Je sais pertinemment que je n'aurais pas dû, j'ai commis une erreur monumentale en l'emmenant ici. Elle a perdu connaissance juste après que ses agresseurs aient été neutralisés. Il n'arrive toujours pas à comprendre pourquoi il est intervenu. C'est comme si son bon sens s'était mis en veille. En la voyant ainsi évanouie dans la boue, trempée, à moitié nue et recouverte de blessures diverses, il n'a pas réfléchi : il l'a recouverte de sa cape sans plus attendre et l'a conduite en lieu sûr…

Chose ô combien curieuse si l'on tient compte du fait que la sécurité de cette fille n'a jamais été une préoccupation jusqu'alors. Il ne comprend pas, il déteste lorsqu'il ne comprend pas le sens de ses propres actes. Lui qui est toujours posé et réfléchi… Merlin ce qu'il peut détester quand les évènements prennent une tournure qui lui échappe !

Et maintenant, dans quel bourbier il se trouve ! Qu'est-ce qui l'a pris ? Tout ça est ridicule, ça ne rime à rien ! Il ne sait pas pourquoi il l'a fait, mais maintenant, il se retrouve assis devant elle pour la première fois.

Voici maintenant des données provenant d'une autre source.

use std::process::ExitCode;

use clap::{ArgAction, Args, Parser, Subcommand};
use miette::IntoDiagnostic;
use tracing_subscriber::EnvFilter;

use graph_retrieval::callbacks::CallbackRegistry;
use graph_retrieval::canonical::TsvCanonicalizer;
use graph_retrieval::config::{ConfigLoader, ResolvedConfig};
use graph_retrieval::domain::{DatasetSpecifier, PreprocessMode};
use graph_retrieval::error::{ErrorKind, RetrievalError};
use graph_retrieval::fetch::{FetchRequest, Fetcher, HttpFetcher};
use graph_retrieval::graph::{CsvGraphBuilder, GraphBuilder};
use graph_retrieval::output::{ConsoleProgress, JsonOutput};
use graph_retrieval::registry::DatasetRegistry;
use graph_retrieval::request::{ConstructionOverrides, LoadOptions};
use graph_retrieval::retrieval::{ClearTarget, ResolveOptions, Retriever};
use graph_retrieval::store::Store;

#[derive(Parser)]
#[command(name = "graph-retrieval")]
#[command(about = "Retrieve graph datasets and convert them into a canonical layout")]
#[command(version, author)]
struct Cli {
    /// Cache root; defaults to $GRAPH_CACHE_DIR, then ~/.cache/graph-retrieval.
    #[arg(long, global = true)]
    cache_path: Option<String>,

    /// Dataset registry file (.json or .json.gz), repeatable.
    #[arg(long = "registry", global = true)]
    registries: Vec<String>,

    /// Project file; defaults to graph-retrieval.json when present.
    #[arg(long, global = true)]
    config: Option<String>,

    #[arg(short, long, action = ArgAction::Count, global = true)]
    verbose: u8,

    #[command(subcommand)]
    command: Option<Commands>,
}

#[derive(Subcommand)]
enum Commands {
    #[command(about = "Prepare a graph and print its construction request")]
    Resolve(GraphArgs),
    #[command(about = "Prepare and load a graph, then print a summary")]
    Retrieve(GraphArgs),
    #[command(about = "List preprocessed graphs in the cache")]
    List,
    #[command(about = "Remove cached graphs")]
    Clear(ClearArgs),
}

#[derive(Args, Clone)]
struct GraphArgs {
    /// `namespace:graph[@version]`
    specifier: String,

    #[arg(long)]
    directed: bool,

    #[arg(long)]
    no_cache: bool,

    #[arg(long, value_enum, default_value_t = PreprocessMode::Auto)]
    preprocess: PreprocessMode,

    #[arg(long)]
    no_nodes: bool,

    #[arg(long)]
    no_node_types: bool,

    #[arg(long)]
    no_edge_types: bool,

    #[arg(long)]
    no_edge_weights: bool,

    /// Construction override as `key=value`, repeatable.
    #[arg(long = "override", value_name = "KEY=VALUE")]
    overrides: Vec<String>,
}

#[derive(Args)]
struct ClearArgs {
    /// `namespace:graph[@version]`; clears the whole cache when omitted.
    specifier: Option<String>,
}

fn main() -> ExitCode {
    if let Err(report) = run() {
        eprintln!("{report:?}");
        if let Some(err) = report.downcast_ref::<RetrievalError>() {
            return ExitCode::from(map_exit_code(err));
        }
        return ExitCode::from(1);
    }
    ExitCode::SUCCESS
}

fn map_exit_code(error: &RetrievalError) -> u8 {
    match error.kind() {
        ErrorKind::Configuration => 2,
        ErrorKind::Transport => 3,
        ErrorKind::Format => 4,
        ErrorKind::Integrity => 5,
        ErrorKind::Callback | ErrorKind::Filesystem => 1,
    }
}

fn run() -> miette::Result<()> {
    tracing_subscriber::fmt()
        .with_env_filter(EnvFilter::from_default_env())
        .with_target(false)
        .with_writer(std::io::stderr)
        .init();

    let cli = Cli::parse();
    let project = match ConfigLoader::resolve(cli.config.as_deref()) {
        Ok(project) => Some(project),
        Err(RetrievalError::MissingConfig) if cli.command.is_some() => None,
        Err(err) => return Err(err.into()),
    };

    let cache_path = cli
        .cache_path
        .clone()
        .or_else(|| project.as_ref().and_then(|project| project.cache_path.clone()));
    let store = Store::from_cache_path(cache_path.as_deref())?;

    match cli.command {
        Some(Commands::Resolve(args)) => {
            let registry = load_registry(&cli.registries, project.as_ref())?;
            let retriever = http_retriever(store)?;
            let specifier: DatasetSpecifier = args.specifier.parse()?;
            let options = resolve_options(&args, cli.verbose)?;
            let progress = ConsoleProgress::new(cli.verbose);
            let request = retriever.resolve_named(
                &registry,
                &specifier,
                args.directed,
                &CallbackRegistry::with_builtins(),
                &options,
                &progress,
            )?;
            JsonOutput::print_request(&request).into_diagnostic()?;
            Ok(())
        }
        Some(Commands::Retrieve(args)) => {
            let registry = load_registry(&cli.registries, project.as_ref())?;
            let retriever = http_retriever(store)?;
            let specifier: DatasetSpecifier = args.specifier.parse()?;
            let options = resolve_options(&args, cli.verbose)?;
            let progress = ConsoleProgress::new(cli.verbose);
            let recipe =
                registry.recipe(&specifier, args.directed, &CallbackRegistry::with_builtins())?;
            let graph = retriever.retrieve(&CsvGraphBuilder::new(), &recipe, &options, &progress)?;
            JsonOutput::print_summary(&graph.summary()).into_diagnostic()?;
            Ok(())
        }
        Some(Commands::List) => {
            let retriever = Retriever::new(store, NopFetcher, TsvCanonicalizer::new());
            let result = retriever.list(&JsonOutput)?;
            JsonOutput::print_list(&result).into_diagnostic()?;
            Ok(())
        }
        Some(Commands::Clear(args)) => {
            let retriever = Retriever::new(store, NopFetcher, TsvCanonicalizer::new());
            let target = match args.specifier {
                Some(value) => {
                    let specifier: DatasetSpecifier = value.parse()?;
                    ClearTarget {
                        graph: Some((specifier.namespace, specifier.name, specifier.version)),
                    }
                }
                None => ClearTarget::default(),
            };
            let result = retriever.clear(&target, &JsonOutput)?;
            JsonOutput::print_clear(&result).into_diagnostic()?;
            Ok(())
        }
        None => {
            let Some(project) = project else {
                return Err(miette::Report::msg(
                    "command required (try `graph-retrieval --help`)",
                ));
            };
            run_project(&project, &cli.registries, store, cli.verbose)
        }
    }
}

fn run_project(
    project: &ResolvedConfig,
    registries: &[String],
    store: Store,
    verbose: u8,
) -> miette::Result<()> {
    let registry = load_registry(registries, Some(project))?;
    let retriever = http_retriever(store)?;
    let callbacks = CallbackRegistry::with_builtins();
    let progress = ConsoleProgress::new(verbose);
    let builder = CsvGraphBuilder::new();
    for graph in &project.graphs {
        let recipe = registry.recipe(&graph.specifier, graph.directed, &callbacks)?;
        let options = ResolveOptions {
            use_cache: graph.use_cache,
            preprocess: graph.preprocess,
            verbose,
            load: graph.load,
            overrides: graph.overrides.clone(),
        };
        let request = retriever.resolve(&recipe, &options, &progress)?;
        let built = builder.from_canonical(&request)?;
        JsonOutput::print_summary(&built.summary()).into_diagnostic()?;
    }
    Ok(())
}

fn http_retriever(store: Store) -> miette::Result<Retriever<HttpFetcher, TsvCanonicalizer>> {
    let fetcher = HttpFetcher::new()?;
    Ok(Retriever::new(store, fetcher, TsvCanonicalizer::new()))
}

fn load_registry(
    registries: &[String],
    project: Option<&ResolvedConfig>,
) -> miette::Result<DatasetRegistry> {
    let mut registry = DatasetRegistry::new();
    let project_registries = project
        .map(|project| project.registries.as_slice())
        .unwrap_or_default();
    for path in project_registries {
        registry.load_file(path)?;
    }
    for path in registries {
        registry.load_file(camino::Utf8Path::new(path))?;
    }
    Ok(registry)
}

fn resolve_options(args: &GraphArgs, verbose: u8) -> miette::Result<ResolveOptions> {
    Ok(ResolveOptions {
        use_cache: !args.no_cache,
        preprocess: args.preprocess,
        verbose,
        load: LoadOptions {
            load_nodes: !args.no_nodes,
            load_node_types: !args.no_node_types,
            load_edge_types: !args.no_edge_types,
            load_edge_weights: !args.no_edge_weights,
        },
        overrides: ConstructionOverrides::from_key_values(
            args.overrides.iter().map(String::as_str),
        )?,
    })
}

/// Fetcher for commands that never download.
struct NopFetcher;

impl Fetcher for NopFetcher {
    fn fetch(&self, _request: &FetchRequest<'_>) -> Result<(), RetrievalError> {
        Ok(())
    }
}
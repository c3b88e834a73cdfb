//! Conversion of raw node and edge lists into the canonical layout.
//!
//! The canonical files are tab separated, without header, and use dense
//! numeric ids:
//!
//! * `nodes.tsv`: `node_id, node_name[, node_type_ids]`
//! * `edges.tsv`: `edge_id, source_id, destination_id[, edge_type_id][, weight]`
//! * `node_types.tsv` / `edge_types.tsv`: `type_id, type_name`
//!
//! Multiple node types of one node are joined with [`NODE_TYPES_SEPARATOR`].

mod reader;
mod tsv;

use camino::{Utf8Path, Utf8PathBuf};
use serde::Serialize;

use crate::error::RetrievalError;
use crate::recipe::{Defaults, EdgeListSpec, NodeListSpec};

pub use reader::{ListReader, RawRow};
pub use tsv::TsvCanonicalizer;

pub const NODE_TYPES_SEPARATOR: char = '|';

/// Output locations. Type targets are `None` when the raw lists declare no
/// type column.
#[derive(Debug, Clone, PartialEq, Eq)]
pub struct CanonicalTargets {
    pub nodes: Utf8PathBuf,
    pub edges: Utf8PathBuf,
    pub node_types: Option<Utf8PathBuf>,
    pub edge_types: Option<Utf8PathBuf>,
}

impl CanonicalTargets {
    pub fn all(&self) -> impl Iterator<Item = &Utf8PathBuf> {
        [Some(&self.nodes), Some(&self.edges)]
            .into_iter()
            .chain([self.node_types.as_ref(), self.edge_types.as_ref()])
            .flatten()
    }
}

#[derive(Debug, Clone, Copy)]
pub struct CanonicalizeRequest<'a> {
    pub name: &'a str,
    pub node_list: Option<&'a NodeListSpec>,
    /// Absolute path of the raw node list, present with `node_list`.
    pub node_path: Option<&'a Utf8Path>,
    pub edge_list: &'a EdgeListSpec,
    pub edge_path: &'a Utf8Path,
    pub defaults: &'a Defaults,
    pub directed: bool,
    pub targets: &'a CanonicalTargets,
}

#[derive(Debug, Clone, Copy, PartialEq, Eq, Serialize)]
pub struct CanonicalSummary {
    pub node_types_number: Option<u64>,
    pub nodes_number: u64,
    pub edge_types_number: Option<u64>,
    pub edges_number: u64,
    pub dropped_self_loops: u64,
    pub dropped_duplicates: u64,
}

pub trait Canonicalizer: Send + Sync {
    /// Reports whether this canonicalizer can run here. Checked before any
    /// I/O so an unsupported platform surfaces as a configuration error.
    fn ensure_supported(&self) -> Result<(), RetrievalError> {
        Ok(())
    }

    fn build_optimal_lists(
        &self,
        request: &CanonicalizeRequest<'_>,
    ) -> Result<CanonicalSummary, RetrievalError>;
}
//! # spinkit-app
//!
//! Application layer — use-cases and **port definitions** (traits).
//!
//! ## Responsibilities
//! - Define the **port trait** the host document must implement (driven port):
//!   - `Document` — selection, mutation, signal binding and markup parsing
//! - Define the **driving port** as a use-case struct:
//!   - `SpinnerWidget` — attach a spinner to a container, detach it on signal
//!
//! ## Dependency rule
//! Depends on `spinkit-domain` only (plus `tracing` for logs).
//! Never imports adapter crates. Adapters depend on *this* crate, not the reverse.

pub mod ports;
pub mod services;
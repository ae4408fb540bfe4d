//! Resolved spinner configuration.

use crate::options::ReplaceTarget;

/// Class applied to the generated spinner element when no custom markup
/// is supplied.
pub const DEFAULT_SPINNER_MARKUP_CLASS: &str = "icon-spin icon-spinner";
/// Marker class locating spinner elements.
pub const DEFAULT_SPINNER_MARKER: &str = "spinner";
/// Marker class locating text elements.
pub const DEFAULT_TEXT_MARKER: &str = "spinner-text";

/// Configuration for one attach call, produced by
/// [`SpinnerOptions::resolve`](crate::options::SpinnerOptions::resolve).
///
/// [`SpinnerConfig::default`] is the immutable defaults record. A resolved
/// value is never mutated afterwards: the detach handler keeps its own copy.
#[derive(Debug, Clone, PartialEq, Eq)]
pub struct SpinnerConfig {
    pub spinner_markup_class: String,
    pub spinner_marker: String,
    pub text_marker: String,
    pub container_selector: Option<String>,
    pub replace_target: Option<ReplaceTarget>,
    pub text: Option<String>,
    pub custom_text_markup: Option<String>,
    pub custom_spinner_markup: Option<String>,
    pub text_first: bool,
    pub clear_container_content: bool,
    pub prepend: bool,
    pub insert_after_selector: Option<String>,
    pub resize_height: Option<u32>,
    pub resize_width: Option<u32>,
}

impl Default for SpinnerConfig {
    fn default() -> Self {
        Self {
            spinner_markup_class: DEFAULT_SPINNER_MARKUP_CLASS.to_string(),
            spinner_marker: DEFAULT_SPINNER_MARKER.to_string(),
            text_marker: DEFAULT_TEXT_MARKER.to_string(),
            container_selector: None,
            replace_target: None,
            text: None,
            custom_text_markup: None,
            custom_spinner_markup: None,
            text_first: false,
            clear_container_content: false,
            prepend: false,
            insert_after_selector: None,
            resize_height: None,
            resize_width: None,
        }
    }
}

/// A container dimension the spinner may force.
#[derive(Debug, Clone, Copy, PartialEq, Eq, Hash)]
pub enum Dimension {
    Height,
    Width,
}

impl Dimension {
    pub const ALL: [Self; 2] = [Self::Height, Self::Width];

    /// CSS property name.
    #[must_use]
    pub fn as_str(self) -> &'static str {
        match self {
            Self::Height => "height",
            Self::Width => "width",
        }
    }
}

impl SpinnerConfig {
    /// Forced size for `dimension`, if any.
    #[must_use]
    pub fn resize(&self, dimension: Dimension) -> Option<u32> {
        match dimension {
            Dimension::Height => self.resize_height,
            Dimension::Width => self.resize_width,
        }
    }

    /// Marker classes, spinner first.
    #[must_use]
    pub fn markers(&self) -> [&str; 2] {
        [&self.spinner_marker, &self.text_marker]
    }
}
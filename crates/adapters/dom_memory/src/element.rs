//! Element construction.
//!
//! `scraper` caches an element's id and class list on first use, so an
//! element whose attributes change is rebuilt rather than edited. Building
//! goes through the HTML parser: the start tag is rendered and parsed in a
//! context that accepts it, and the resulting element value is taken.

use std::fmt::Write as _;

use scraper::node::Element;
use scraper::{Html, Node};

/// Attribute list of `element`, sorted by name.
pub(crate) fn attributes(element: &Element) -> Vec<(String, String)> {
    let mut attrs: Vec<(String, String)> = element
        .attrs()
        .map(|(name, value)| (name.to_string(), value.to_string()))
        .collect();
    attrs.sort_by(|a, b| a.0.cmp(&b.0));
    attrs
}

/// Whether `element` carries every whitespace-separated class in `class`.
pub(crate) fn has_classes(element: &Element, class: &str) -> bool {
    let mut wanted = class.split_whitespace().peekable();
    wanted.peek().is_some() && wanted.all(|c| element.classes().any(|own| own == c))
}

/// Class attribute of `element` with each class of `class` added once.
pub(crate) fn with_classes(element: &Element, class: &str) -> String {
    let mut classes: Vec<&str> = element.classes().collect();
    for c in class.split_whitespace() {
        if !classes.contains(&c) {
            classes.push(c);
        }
    }
    classes.join(" ")
}

/// A fresh `<tag>` element node carrying `attrs`, or `None` when the
/// parser refuses to produce such an element.
pub(crate) fn build(tag: &str, attrs: &[(String, String)]) -> Option<Node> {
    let mut start_tag = format!("<{tag}");
    for (name, value) in attrs {
        let _ = write!(start_tag, " {name}=\"{}\"", escape_attribute(value));
    }
    start_tag.push('>');

    // Table parts only parse inside a table, document-level tags only as a
    // whole document.
    find_element(&Html::parse_fragment(&start_tag), tag, true)
        .or_else(|| {
            let in_table = format!("<table>{start_tag}");
            find_element(&Html::parse_fragment(&in_table), tag, true)
        })
        .or_else(|| find_element(&Html::parse_document(&start_tag), tag, false))
}

fn find_element(html: &Html, tag: &str, skip_root: bool) -> Option<Node> {
    html.root_element()
        .descendants()
        .skip(usize::from(skip_root))
        .find(|node| node.value().as_element().is_some_and(|el| el.name() == tag))
        .map(|node| node.value().clone())
}

fn escape_attribute(value: &str) -> String {
    value.replace('&', "&amp;").replace('"', "&quot;")
}
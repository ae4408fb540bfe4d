//! # spinkit-domain
//!
//! Pure domain model for the spinkit loading indicator.
//!
//! ## Responsibilities
//! - **Options**: caller-supplied overrides, deserializable from JSON or TOML
//! - **Config**: the immutable defaults record and the per-call resolved value
//! - **Placement**: the mutually exclusive insertion strategies and their priority
//! - **Errors**: the typed error taxonomy shared by every layer
//!
//! ## Dependency rule
//! This crate has **no internal dependencies**.
//! It must never import anything from `app`, adapters, or IO crates.
//! The host document is expressed as a trait in the `app` crate (port).

pub mod error;

pub mod config;
pub mod options;
pub mod placement;
impl MemoryDocument {
    /// Create an empty document.
    #[must_use]
    pub fn new() -> Self {
        Self::default()
    }

    /// Build a document whose top level is the parsed `html`. Malformed
    /// markup is repaired the way a browser would.
    #[must_use]
    pub fn parse(html: &str) -> Self {
        let html = Html::parse_fragment(html);
        let root = html.root_element().id();
        Self {
            html,
            root,
            signals: HashMap::new(),
        }
    }

    /// The element holding top-level nodes.
    #[must_use]
    pub fn root(&self) -> NodeId {
        self.root
    }

    /// All elements matching `selector` in the whole document.
    #[must_use]
    pub fn select(&self, selector: &str) -> Vec<NodeId> {
        self.query(None, selector)
    }

    /// Serialize every top-level node.
    #[must_use]
    pub fn to_html(&self) -> String {
        self.inner_html(self.root)
    }

    /// Serialized element, empty for text nodes.
    #[must_use]
    pub fn outer_html(&self, node: NodeId) -> String {
        self.element_ref(node)
            .map(|el| el.html())
            .unwrap_or_default()
    }

    #[must_use]
    pub fn inner_html(&self, node: NodeId) -> String {
        self.element_ref(node)
            .map(|el| el.inner_html())
            .unwrap_or_default()
    }

    /// Tag name, `None` for text nodes.
    #[must_use]
    pub fn tag(&self, node: NodeId) -> Option<&str> {
        self.element(node).map(Element::name)
    }

    #[must_use]
    pub fn attribute(&self, node: NodeId, name: &str) -> Option<&str> {
        self.element(node).and_then(|el| el.attr(name))
    }

    #[must_use]
    pub fn children(&self, node: NodeId) -> Vec<NodeId> {
        self.html
            .tree
            .get(node)
            .map(|node| node.children().map(|child| child.id()).collect())
            .unwrap_or_default()
    }

    /// Concatenated text of `node` and its descendants.
    #[must_use]
    pub fn text_content(&self, node: NodeId) -> String {
        self.html
            .tree
            .get(node)
            .map(|node| {
                node.descendants()
                    .filter_map(|descendant| descendant.value().as_text())
                    .map(|text| &**text)
                    .collect()
            })
            .unwrap_or_default()
    }

    /// Whether `node` is reachable from the root.
    #[must_use]
    pub fn is_attached(&self, node: NodeId) -> bool {
        node == self.root
            || self
                .html
                .tree
                .get(node)
                .is_some_and(|node| node.ancestors().any(|ancestor| ancestor.id() == self.root))
    }

    fn element(&self, node: NodeId) -> Option<&Element> {
        self.html
            .tree
            .get(node)
            .and_then(|node| node.value().as_element())
    }

    fn element_ref(&self, node: NodeId) -> Option<ElementRef<'_>> {
        self.html.tree.get(node).and_then(ElementRef::wrap)
    }

    /// Copy `source` and its subtree from another tree as a detached node.
    fn import(&mut self, source: NodeRef<'_, Node>) -> NodeId {
        let id = self.html.tree.orphan(source.value().clone()).id();
        for child in source.children() {
            let child = self.import(child);
            if let Some(mut parent) = self.html.tree.get_mut(id) {
                parent.append_id(child);
            }
        }
        id
    }

    /// Set or drop one attribute. The element is rebuilt so the id and
    /// class caches match its new attributes.
    fn set_attribute(&mut self, node: NodeId, name: &str, value: Option<String>) {
        let Some(current) = self.element(node) else {
            return;
        };
        let tag = current.name().to_string();
        let mut attrs = element::attributes(current);
        attrs.retain(|(existing, _)| existing != name);
        if let Some(value) = value {
            attrs.push((name.to_string(), value));
        }
        let Some(rebuilt) = element::build(&tag, &attrs) else {
            tracing::warn!(?node, %tag, attribute = name, "element cannot be rebuilt, attribute unchanged");
            return;
        };
        if let Some(mut target) = self.html.tree.get_mut(node) {
            *target.value() = rebuilt;
        }
    }

    fn inline_style(&self, node: NodeId) -> InlineStyle {
        InlineStyle::parse(self.attribute(node, "style").unwrap_or_default())
    }

    fn write_style(&mut self, node: NodeId, style: &InlineStyle) {
        if *style != self.inline_style(node) {
            self.set_attribute(node, "style", style.render());
        }
    }

    fn detach(&mut self, node: NodeId) {
        if let Some(mut node) = self.html.tree.get_mut(node) {
            node.detach();
        }
    }

    /// Guard against inserting under a non-element or into the node's own
    /// subtree.
    fn can_insert(&self, parent: NodeId, child: NodeId) -> bool {
        let Some(parent_ref) = self.html.tree.get(parent) else {
            return false;
        };
        if !parent_ref.value().is_element()
            || parent == child
            || parent_ref.ancestors().any(|ancestor| ancestor.id() == child)
        {
            tracing::debug!(?parent, ?child, "refusing insertion");
            return false;
        }
        self.html.tree.get(child).is_some()
    }
}

impl Document for MemoryDocument {
    type Node = NodeId;

    fn query(&self, scope: Option<NodeId>, selector: &str) -> Vec<NodeId> {
        let Ok(parsed) = Selector::parse(selector) else {
            tracing::debug!(selector, "invalid selector matches nothing");
            return Vec::new();
        };
        self.element_ref(scope.unwrap_or(self.root))
            .map(|scope| scope.select(&parsed).map(|el| el.id()).collect())
            .unwrap_or_default()
    }

    fn find_by_class(&self, scope: NodeId, class: &str) -> Vec<NodeId> {
        self.html
            .tree
            .get(scope)
            .map(|scope| {
                scope
                    .descendants()
                    .skip(1)
                    .filter(|node| {
                        node.value()
                            .as_element()
                            .is_some_and(|el| element::has_classes(el, class))
                    })
                    .map(|node| node.id())
                    .collect()
            })
            .unwrap_or_default()
    }

    fn is_element(&self, node: NodeId) -> bool {
        self.element(node).is_some()
    }

    fn parent(&self, node: NodeId) -> Option<NodeId> {
        self.html
            .tree
            .get(node)
            .and_then(|node| node.parent())
            .map(|parent| parent.id())
    }

    fn create_element(&mut self, tag: &str) -> NodeId {
        let value = element::build(&tag.to_ascii_lowercase(), &[])
            .or_else(|| {
                tracing::warn!(tag, "unknown tag name, creating a span");
                element::build("span", &[])
            })
            .unwrap_or(Node::Fragment);
        self.html.tree.orphan(value).id()
    }

    fn parse_fragment(&mut self, markup: &str) -> Vec<NodeId> {
        let fragment = Html::parse_fragment(markup);
        fragment
            .root_element()
            .children()
            .filter(|node| match node.value() {
                Node::Element(_) => true,
                Node::Text(text) => !text.trim().is_empty(),
                _ => false,
            })
            .map(|node| self.import(node))
            .collect()
    }

    fn has_class(&self, node: NodeId, class: &str) -> bool {
        self.element(node)
            .is_some_and(|el| element::has_classes(el, class))
    }

    fn add_class(&mut self, node: NodeId, class: &str) {
        let Some(current) = self.element(node) else {
            return;
        };
        if class.trim().is_empty() || element::has_classes(current, class) {
            return;
        }
        let classes = element::with_classes(current, class);
        self.set_attribute(node, "class", Some(classes));
    }

    fn set_text(&mut self, node: NodeId, text: &str) {
        if self.element(node).is_none() {
            return;
        }
        self.clear_content(node);
        let content = self
            .html
            .tree
            .orphan(Node::Text(Text { text: text.into() }))
            .id();
        if let Some(mut parent) = self.html.tree.get_mut(node) {
            parent.append_id(content);
        }
    }

    fn clear_content(&mut self, node: NodeId) {
        for child in self.children(node) {
            self.detach(child);
        }
    }

    fn append_child(&mut self, parent: NodeId, child: NodeId) {
        if !self.can_insert(parent, child) {
            return;
        }
        if let Some(mut parent) = self.html.tree.get_mut(parent) {
            parent.append_id(child);
        }
    }

    fn prepend_child(&mut self, parent: NodeId, child: NodeId) {
        if !self.can_insert(parent, child) {
            return;
        }
        if let Some(mut parent) = self.html.tree.get_mut(parent) {
            parent.prepend_id(child);
        }
    }

    fn insert_after(&mut self, reference: NodeId, node: NodeId) {
        if reference == node {
            return;
        }
        let Some(parent) = self.parent(reference) else {
            return;
        };
        if !self.can_insert(parent, node) {
            return;
        }
        if let Some(mut reference) = self.html.tree.get_mut(reference) {
            reference.insert_id_after(node);
        }
    }

    fn remove(&mut self, node: NodeId) {
        self.detach(node);
    }

    fn set_visible(&mut self, node: NodeId, visible: bool) {
        if self.element(node).is_none() {
            return;
        }
        let mut style = self.inline_style(node);
        if visible {
            if style.get("display") == Some("none") {
                style.remove("display");
            }
            if self.attribute(node, "hidden").is_some() {
                self.set_attribute(node, "hidden", None);
            }
        } else {
            style.set("display", "none".to_string());
        }
        self.write_style(node, &style);
    }

    fn is_visible(&self, node: NodeId) -> bool {
        self.element(node).is_none_or(|el| {
            el.attr("hidden").is_none()
                && InlineStyle::parse(el.attr("style").unwrap_or_default()).get("display")
                    != Some("none")
        })
    }

    fn dimension(&self, node: NodeId, dimension: Dimension) -> u32 {
        let Some(el) = self.element(node) else {
            return 0;
        };
        InlineStyle::parse(el.attr("style").unwrap_or_default())
            .pixels(dimension.as_str())
            .or_else(|| {
                el.attr(&format!("data-{}", dimension.as_str()))
                    .and_then(style::parse_pixels)
            })
            .unwrap_or(0)
    }

    fn set_dimension(&mut self, node: NodeId, dimension: Dimension, px: u32) {
        if self.element(node).is_none() {
            return;
        }
        let mut style = self.inline_style(node);
        style.set(dimension.as_str(), format!("{px}px"));
        self.write_style(node, &style);
    }

    fn bind_signal(&mut self, node: NodeId, name: &str, handler: SignalHandler<Self>) {
        if self
            .signals
            .insert((node, name.to_string()), handler)
            .is_some()
        {
            tracing::debug!(?node, signal = name, "replaced signal handler");
        }
    }

    fn trigger_signal(&mut self, node: NodeId, name: &str) -> bool {
        let Some(handler) = self.signals.get(&(node, name.to_string())).cloned() else {
            tracing::debug!(?node, signal = name, "no handler bound");
            return false;
        };
        handler(self, node);
        true
    }

    fn is_bound(&self, node: NodeId, name: &str) -> bool {
        self.signals.contains_key(&(node, name.to_string()))
    }
}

Il lui fait face, à ce visage pâle ravagé par la misère et les coups, toujours inconscient… Il n'a plus le choix… elle est là, sur ce fauteuil, à moins d'un mètre de lui. Et à présent, il ne sait pas ce qu'il va pouvoir en faire. Il va lui falloir trouver une solution rapidement à cet acte inconsidéré. Comment va-t-elle réagir quand elle reprendra ses esprits et qu'elle se rendra compte du lieu où elle se trouve alors qu'ils se sont toujours respectueusement méprisés ?

Non, jamais il n'aurait dû l'emmener chez lui.